WORK INSTRUCTIONS:
Reproduce every record below exactly as it appears.

____ RECORDS SUPPLIED

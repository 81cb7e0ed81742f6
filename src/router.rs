//! [`Router`]: a per-listener, longest-prefix route table.

use std::collections::HashSet;
use std::time::Duration;

use crate::cache::TtlCache;
use crate::response::StoredResponse;

/// A single configured route: a URL path prefix mapped to an upstream
/// target, an optional header policy, and an optional cache.
pub struct Route {
    /// The path prefix this route matches against, byte-wise, no
    /// normalization.
    pub path_prefix: String,
    /// Base URL of the upstream this route forwards to.
    pub target_base_url: String,
    /// If present, only these (case-insensitive) response header names are
    /// forwarded to the client.
    pub keep_headers: Option<HashSet<String>>,
    /// If present, these (case-insensitive) response header names are
    /// stripped before forwarding.
    pub drop_headers: Option<HashSet<String>>,
    /// `Some` iff `time_to_live` was configured with a positive duration;
    /// the route owns this cache for its whole lifetime.
    pub cache: Option<TtlCache<StoredResponse>>,
}

impl Route {
    /// Builds an uncached route.
    pub fn new(path_prefix: impl Into<String>, target_base_url: impl Into<String>) -> Self {
        Self {
            path_prefix: path_prefix.into(),
            target_base_url: target_base_url.into(),
            keep_headers: None,
            drop_headers: None,
            cache: None,
        }
    }

    /// Attaches a cache with the given time-to-live.
    pub fn with_ttl(mut self, ttl: Duration) -> Self {
        self.cache = Some(TtlCache::new(ttl));
        self
    }

    /// Restricts forwarded response headers to `names` (case-insensitive).
    pub fn with_keep_headers(mut self, names: HashSet<String>) -> Self {
        self.keep_headers = Some(lowercase_all(names));
        self
    }

    /// Strips `names` from forwarded response headers (case-insensitive).
    pub fn with_drop_headers(mut self, names: HashSet<String>) -> Self {
        self.drop_headers = Some(lowercase_all(names));
        self
    }

    /// `true` iff `path` begins with this route's prefix.
    fn matches(&self, path: &str) -> bool {
        path.starts_with(self.path_prefix.as_str())
    }
}

fn lowercase_all(names: HashSet<String>) -> HashSet<String> {
    names.into_iter().map(|name| name.to_ascii_lowercase()).collect()
}

/// An ordered table of [`Route`]s, matched by longest path prefix.
///
/// Routes are added only at configuration time and re-sorted once per
/// insertion; lookups are a linear scan over a small (tens of entries),
/// cache-friendly vector rather than a trie, since the source's own
/// comment on this tradeoff applies equally here: route counts are small
/// enough that branch-predictable linear scan beats the asymptotics of a
/// trie.
#[derive(Default)]
pub struct Router {
    routes: Vec<Route>,
}

impl Router {
    /// Creates an empty router.
    pub fn new() -> Self {
        Self::default()
    }

    /// Appends `route` and re-sorts by descending prefix length. Routes
    /// with equal-length prefixes keep their relative insertion order;
    /// configurations should avoid such ties.
    pub fn add_route(&mut self, route: Route) {
        self.routes.push(route);
        self.routes.sort_by(|a, b| b.path_prefix.len().cmp(&a.path_prefix.len()));
    }

    /// Returns the first route whose prefix is a prefix of `path`, or
    /// `None` if no route matches.
    pub fn resolve(&self, path: &str) -> Option<&Route> {
        self.routes.iter().find(|route| route.matches(path))
    }

    /// Used by the control plane; identical matching rule to
    /// [`Router::resolve`], kept as a separate name to mark intent at call
    /// sites.
    pub fn find_by_prefix(&self, path: &str) -> Option<&Route> {
        self.resolve(path)
    }
}

/// Derives the cache key for `path` under `route`: the residual after
/// stripping the route's prefix, or the path itself if the residual would
/// be empty.
pub fn cache_key(route: &Route, path: &str) -> String {
    match path.strip_prefix(route.path_prefix.as_str()) {
        Some(residual) if !residual.is_empty() => residual.to_string(),
        _ => path.to_string(),
    }
}

#[cfg(test)]
mod tests {
    use super::*;

    #[test]
    fn resolve_picks_longest_matching_prefix() {
        let mut router = Router::new();
        router.add_route(Route::new("/a/", "http://a"));
        router.add_route(Route::new("/a/b/", "http://ab"));

        let route = router.resolve("/a/b/c").expect("a route must match");
        assert_eq!(route.path_prefix, "/a/b/");
    }

    #[test]
    fn resolve_returns_none_when_no_prefix_matches() {
        let mut router = Router::new();
        router.add_route(Route::new("/a/", "http://a"));
        assert!(router.resolve("/z/").is_none());
    }

    #[test]
    fn resolve_ties_resolve_to_insertion_order() {
        let mut router = Router::new();
        router.add_route(Route::new("/a/", "http://first"));
        router.add_route(Route::new("/a/", "http://second"));

        let route = router.resolve("/a/x").expect("a route must match");
        assert_eq!(route.target_base_url, "http://first");
    }

    #[test]
    fn cache_key_strips_prefix_when_residual_is_non_empty() {
        let route = Route::new("/api/", "http://u");
        assert_eq!(cache_key(&route, "/api/x"), "x");
    }

    #[test]
    fn cache_key_falls_back_to_full_path_when_residual_is_empty() {
        let route = Route::new("/api/", "http://u");
        assert_eq!(cache_key(&route, "/api/"), "/api/");
    }

    #[test]
    fn add_route_keeps_longest_prefix_first_regardless_of_insertion_order() {
        let mut router = Router::new();
        router.add_route(Route::new("/a/b/", "http://deep"));
        router.add_route(Route::new("/a/", "http://shallow"));

        let route = router.resolve("/a/b/c").expect("a route must match");
        assert_eq!(route.target_base_url, "http://deep");
    }
}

________

COMPLETED TASK:
repository 81cb7e0ed81742f6
filename src/router.rs
//! [`Router`]: a per-listener, longest-prefix route table.

use std::collections::HashSet;
use std::time::Duration;

use crate::cache::TtlCache;
use crate::response::StoredResponse;

/// A single configured route: a URL path prefix mapped to an upstream
/// target, an optional header policy, and an optional cache.
pub struct Route {
    /// The path prefix this route matches against, byte-wise, no
    /// normalization.
    pub path_prefix: String,
    /// Base URL of the upstream this route forwards to.
    pub target_base_url: String,
    /// If present, only these (case-insensitive) response header names are
    /// forwarded to the client.
    pub keep_headers: Option<HashSet<String>>,
    /// If present, these (case-insensitive) response header names are
    /// stripped before forwarding.
    pub drop_headers: Option<HashSet<String>>,
    /// `Some` iff `time_to_live` was configured with a positive duration;
    /// the route owns this cache for its whole lifetime.
    pub cache: Option<TtlCache<StoredResponse>>,
}

impl Route {
    /// Builds an uncached route.
    pub fn new(path_prefix: impl Into<String>, target_base_url: impl Into<String>) -> Self {
        Self {
            path_prefix: path_prefix.into(),
            target_base_url: target_base_url.into(),
            keep_headers: None,
            drop_headers: None,
            cache: None,
        }
    }

    /// Attaches a cache with the given time-to-live.
    pub fn with_ttl(mut self, ttl: Duration) -> Self {
        self.cache = Some(TtlCache::new(ttl));
        self
    }

    /// Restricts forwarded response headers to `names` (case-insensitive).
    pub fn with_keep_headers(mut self, names: HashSet<String>) -> Self {
        self.keep_headers = Some(lowercase_all(names));
        self
    }

    /// Strips `names` from forwarded response headers (case-insensitive).
    pub fn with_drop_headers(mut self, names: HashSet<String>) -> Self {
        self.drop_headers = Some(lowercase_all(names));
        self
    }

    /// `true` iff `path` begins with this route's prefix.
    fn matches(&self, path: &str) -> bool {
        path.starts_with(self.path_prefix.as_str())
    }
}

fn lowercase_all(names: HashSet<String>) -> HashSet<String> {
    names.into_iter().map(|name| name.to_ascii_lowercase()).collect()
}

/// An ordered table of [`Route`]s, matched by longest path prefix.
///
/// Routes are added only at configuration time and re-sorted once per
/// insertion; lookups are a linear scan over a small (tens of entries),
/// cache-friendly vector rather than a trie, since the source's own
/// comment on this tradeoff applies equally here: route counts are small
/// enough that branch-predictable linear scan beats the asymptotics of a
/// trie.
#[derive(Default)]
pub struct Router {
    routes: Vec<Route>,
}

impl Router {
    /// Creates an empty router.
    pub fn new() -> Self {
        Self::default()
    }

    /// Appends `route` and re-sorts by descending prefix length. Routes
    /// with equal-length prefixes keep their relative insertion order;
    /// configurations should avoid such ties.
    pub fn add_route(&mut self, route: Route) {
        self.routes.push(route);
        self.routes.sort_by(|a, b| b.path_prefix.len().cmp(&a.path_prefix.len()));
    }

    /// Returns the first route whose prefix is a prefix of `path`, or
    /// `None` if no route matches.
    pub fn resolve(&self, path: &str) -> Option<&Route> {
        self.routes.iter().find(|route| route.matches(path))
    }

    /// Used by the control plane; identical matching rule to
    /// [`Router::resolve`], kept as a separate name to mark intent at call
    /// sites.
    pub fn find_by_prefix(&self, path: &str) -> Option<&Route> {
        self.resolve(path)
    }
}

/// Derives the cache key for `path` under `route`: the residual after
/// stripping the route's prefix, or the path itself if the residual would
/// be empty.
pub fn cache_key(route: &Route, path: &str) -> String {
    match path.strip_prefix(route.path_prefix.as_str()) {
        Some(residual) if !residual.is_empty() => residual.to_string(),
        _ => path.to_string(),
    }
}

#[cfg(test)]
mod tests {
    use super::*;

    #[test]
    fn resolve_picks_longest_matching_prefix() {
        let mut router = Router::new();
        router.add_route(Route::new("/a/", "http://a"));
        router.add_route(Route::new("/a/b/", "http://ab"));

        let route = router.resolve("/a/b/c").expect("a route must match");
        assert_eq!(route.path_prefix, "/a/b/");
    }

    #[test]
    fn resolve_returns_none_when_no_prefix_matches() {
        let mut router = Router::new();
        router.add_route(Route::new("/a/", "http://a"));
        assert!(router.resolve("/z/").is_none());
    }

    #[test]
    fn resolve_ties_resolve_to_insertion_order() {
        let mut router = Router::new();
        router.add_route(Route::new("/a/", "http://first"));
        router.add_route(Route::new("/a/", "http://second"));

        let route = router.resolve("/a/x").expect("a route must match");
        assert_eq!(route.target_base_url, "http://first");
    }

    #[test]
    fn cache_key_strips_prefix_when_residual_is_non_empty() {
        let route = Route::new("/api/", "http://u");
        assert_eq!(cache_key(&route, "/api/x"), "x");
    }

    #[test]
    fn cache_key_falls_back_to_full_path_when_residual_is_empty() {
        let route = Route::new("/api/", "http://u");
        assert_eq!(cache_key(&route, "/api/"), "/api/");
    }

    #[test]
    fn add_route_keeps_longest_prefix_first_regardless_of_insertion_order() {
        let mut router = Router::new();
        router.add_route(Route::new("/a/b/", "http://deep"));
        router.add_route(Route::new("/a/", "http://shallow"));

        let route = router.resolve("/a/b/c").expect("a route must match");
        assert_eq!(route.target_base_url, "http://deep");
    }
}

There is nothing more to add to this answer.